◆ **Exercise prompt**
The answer is a number and only a number: how many lines of the data include the string "filename"?

(Entries taken from a collection)
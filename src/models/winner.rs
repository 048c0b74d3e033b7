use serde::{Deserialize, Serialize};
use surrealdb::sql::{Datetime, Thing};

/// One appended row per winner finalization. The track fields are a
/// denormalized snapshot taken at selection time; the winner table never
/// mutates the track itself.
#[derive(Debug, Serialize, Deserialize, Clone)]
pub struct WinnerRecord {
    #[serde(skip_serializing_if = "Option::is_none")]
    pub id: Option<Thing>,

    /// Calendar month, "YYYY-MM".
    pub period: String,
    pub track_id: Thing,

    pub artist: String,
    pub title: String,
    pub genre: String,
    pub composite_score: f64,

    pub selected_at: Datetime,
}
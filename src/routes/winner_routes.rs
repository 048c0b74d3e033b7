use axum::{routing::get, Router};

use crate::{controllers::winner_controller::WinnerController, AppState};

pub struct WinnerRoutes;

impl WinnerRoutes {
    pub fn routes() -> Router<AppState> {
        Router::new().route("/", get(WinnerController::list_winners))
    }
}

◆ **Response to the exercise**
2